Bradley Jordan Garmston (born 18 January 1994) is an English former professional footballer who played as a defender.

Having come through the academy at non-league side Sutton Coldfield Town he went on to join West Bromwich Albion where he spent time on loan with both Colchester United and Gillingham. He joined the Gills permanently in 2015, going to make 76 league appearances over five years before joining Grimsby Town. He was released by Grimsby in the summer of 2020 and has remained without a club. Born in England, he was capped for the Republic of Ireland U17 as well as U19 and U21 level.

==Club career==
===West Bromwich Albion===
Born in Chorley, Staffordshire, Garmston started his football career at the West Bromwich Albion academy after he was spotted by the club whilst playing for non-League side Sutton Coldfield Town. Garmston progressed through West Bromwich Albion's academy and making a number of appearances for the club's development squad.

Garmston signed an initial one-year contract with West Bromwich Albion on 10 July 2013. The club, once again, opted to take up their option of a contract extension on the player to stay for another season. He made his West Bromwich Albion debut in the pre-season friendly against Port Vale on 5 August 2014. Garmston was given number thirty-three for the 2014–15 season. At the end of the 2014–15 season, he was released by the club.

====Loan spells====
On 14 February 2013, Garmston joined Colchester United on a one-month youth loan. He made his Football League debut for the club, starting the whole game, in Colchester United's 3–0 away defeat to Sheffield United on 16 February 2013. Garmston helped the club keep three consecutive clean sheets between 26 February 2013 and 5 March 2013. His loan spell at Colchester United was later extended to the end of the 2012–13 season. He made his 13th and final appearance for Colchester on the final day of the season, coming on as a substitute for George Porter in a 2–0 win at Carlisle United, helping the club avoid relegation. At the end of the 2012–13 season, Garmston went on to make thirteen appearances in all competitions and returned to his parent club.

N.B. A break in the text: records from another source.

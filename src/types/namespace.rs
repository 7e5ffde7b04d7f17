use serde::{Deserialize, Serialize};

use super::null_as_default;

/// Messages (or shares, from `namespaced_shares/{id}`) of one namespace.
///
/// `data` holds base64 strings; use [`NamespaceData::get_bytes`] to decode them.
#[derive(Debug, Clone, Default, PartialEq, Eq, Serialize, Deserialize)]
#[serde(default)]
pub struct NamespaceData {
    #[serde(
        deserialize_with = "null_as_default",
        skip_serializing_if = "Vec::is_empty"
    )]
    pub data: Vec<String>,
    #[serde(deserialize_with = "null_as_default")]
    pub height: u64,
}

/// Shares of one namespace at a given height.
#[derive(Debug, Clone, Default, PartialEq, Eq, Serialize, Deserialize)]
#[serde(default)]
pub struct NamespaceShares {
    #[serde(
        deserialize_with = "null_as_default",
        skip_serializing_if = "Vec::is_empty"
    )]
    pub shares: Vec<String>,
    #[serde(deserialize_with = "null_as_default")]
    pub height: u64,
}

#[cfg(test)]
mod tests {
    use super::*;

    #[test]
    fn decodes_namespace_data() {
        let data: NamespaceData =
            serde_json::from_str(r#"{"data": ["aGVsbG8=", "d29ybGQ="], "height": 7}"#)
                .expect("decode");
        assert_eq!(data.data, ["aGVsbG8=", "d29ybGQ="]);
        assert_eq!(data.height, 7);
    }

    #[test]
    fn absent_or_null_data_is_empty() {
        let absent: NamespaceData = serde_json::from_str(r#"{"height": 3}"#).expect("decode");
        let null: NamespaceShares =
            serde_json::from_str(r#"{"shares": null, "height": 3}"#).expect("decode");
        assert!(absent.data.is_empty());
        assert!(null.shares.is_empty());
        assert_eq!(null.height, 3);
    }

    #[test]
    fn empty_lists_are_omitted_on_encode() {
        let data = NamespaceData {
            data: Vec::new(),
            height: 9,
        };
        assert_eq!(serde_json::to_string(&data).unwrap(), r#"{"height":9}"#);

        let shares = NamespaceShares {
            shares: vec!["AA==".to_string()],
            height: 9,
        };
        assert_eq!(
            serde_json::to_string(&shares).unwrap(),
            r#"{"shares":["AA=="],"height":9}"#
        );
    }
}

After Manager Alan Irvine told four youngsters, including Garmston, he was loaned out to Gillingham on 16 January 2015 for a one-month loan. Garmston made his Gillingham debut on 17 January 2015, starting the whole game, in a 3–1 win over Coventry City. Three weeks later on 10 February 2015, he provided an assist for Bradley Dack to help the club beat Peterborough United 2–1 on 10 February 2015. This was followed up by scoring his first goal for Gillingham, in a 4–2 win over Milton Keynes Dons on 14 February 2015. Two days later, Garmston extended his loan spell with the "Gills" until 15 March 2015. However, he suffered a hamstring and was substituted in the 57th minute, in the club's loss against Barnsley on 27 February 2015. As a result, Garmston returned to his parent club, as he made nine appearances and scoring once in all competitions.

===Gillingham===
After being released by West Bromwich Albion, Garmston re-joined Gillingham on a three-year contract. He made his Gillingham debut since joining them in a pre-season friendly, in a 3–0 win over Folkestone Invicta on 7 July 2015.

However at the start of the 2015–16 season, Garmston found his playing time, mostly coming from the substitute bench. By mid–October, he became a first team regular for the club, playing in the left–back position. Garmston then scored his first goal for Gillingham against Yeovil Town in the last 16 of the EFL Trophy on 10 November 2015, as the club lost 5–4 on penalties following a 1–1 draw through penalties. However, he suffered a hamstring injury that saw him miss two matches. Garmston made his return to the first team from injury against Barnsley on 13 February 2016 and played 64 minutes before being substituted, as Gillingham won 2–1. Following this, he found himself in and out of the starting line–up, due to a competition from Adam Chicksen and Brennan Dickenson for the rest of the 2015–16 season. At the end of the 2015–16 season, Garmston went on to make thirty–eight appearances and scoring once in all competitions.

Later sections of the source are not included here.